▸ **TASK INPUT**
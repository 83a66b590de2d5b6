//! Message delivery between bound sessions (RFC 6121 section 8).
//!
//! A `<message/>` from a bound client is re-addressed with the sender's full
//! entity as `from` and handed to the [`ResourceRegistry`]. A bare `to`
//! reaches every bound resource of that account.

use std::sync::Arc;

use tracing::debug;

use crate::handler::{Handler, HandlerOutcome, SessionContext};
use crate::parser::ns;
use crate::registry::{NamespaceDictionary, ResourceRegistry, SendResult};
use crate::stanza::{Stanza, StanzaBuilder};
use crate::XmppError;

/// Relays `jabber:client` messages to their recipients.
#[derive(Debug, Clone)]
pub struct MessageRelayHandler {
    resources: Arc<ResourceRegistry>,
}

impl MessageRelayHandler {
    pub fn new(resources: Arc<ResourceRegistry>) -> Self {
        Self { resources }
    }

    /// The `jabber:client` dictionary holding the relay for `<message/>`.
    pub fn dictionary(resources: Arc<ResourceRegistry>) -> Result<NamespaceDictionary, XmppError> {
        let mut dictionary = NamespaceDictionary::new(ns::JABBER_CLIENT);
        dictionary.register(ns::JABBER_CLIENT, "message", Self::new(resources))?;
        Ok(dictionary)
    }
}

impl Handler for MessageRelayHandler {
    fn handle(&self, stanza: &Stanza, ctx: &SessionContext<'_>) -> Result<HandlerOutcome, XmppError> {
        let from = ctx
            .bound_entity()
            .ok_or_else(|| XmppError::internal("message relay from unbound session"))?;
        let to = stanza
            .to()?
            .ok_or_else(|| XmppError::bad_request(Some("message without 'to'".into())))?;

        let mut builder = StanzaBuilder::message(stanza.stanza_type());
        builder
            .attribute("to", &to.to_string())?
            .attribute("from", &from.to_string())?;
        if let Some(id) = stanza.id() {
            builder.attribute("id", id)?;
        }
        for child in stanza.element().child_elements() {
            builder.append(child.clone())?;
        }

        match self.resources.route(builder.build()?) {
            SendResult::Sent => Ok(HandlerOutcome::none()),
            // Never bounce an error.
            _ if stanza.stanza_type() == Some("error") => Ok(HandlerOutcome::none()),
            result => {
                debug!(to = %to, result = ?result, "Message not delivered");
                Err(XmppError::service_unavailable(None))
            }
        }
    }
}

▸ **EXERCISE AIM**
On how many lines above does the word "NamespaceDictionary" appear? Only the number should be given.

▸ **RESULT OF THE EXERCISE**
3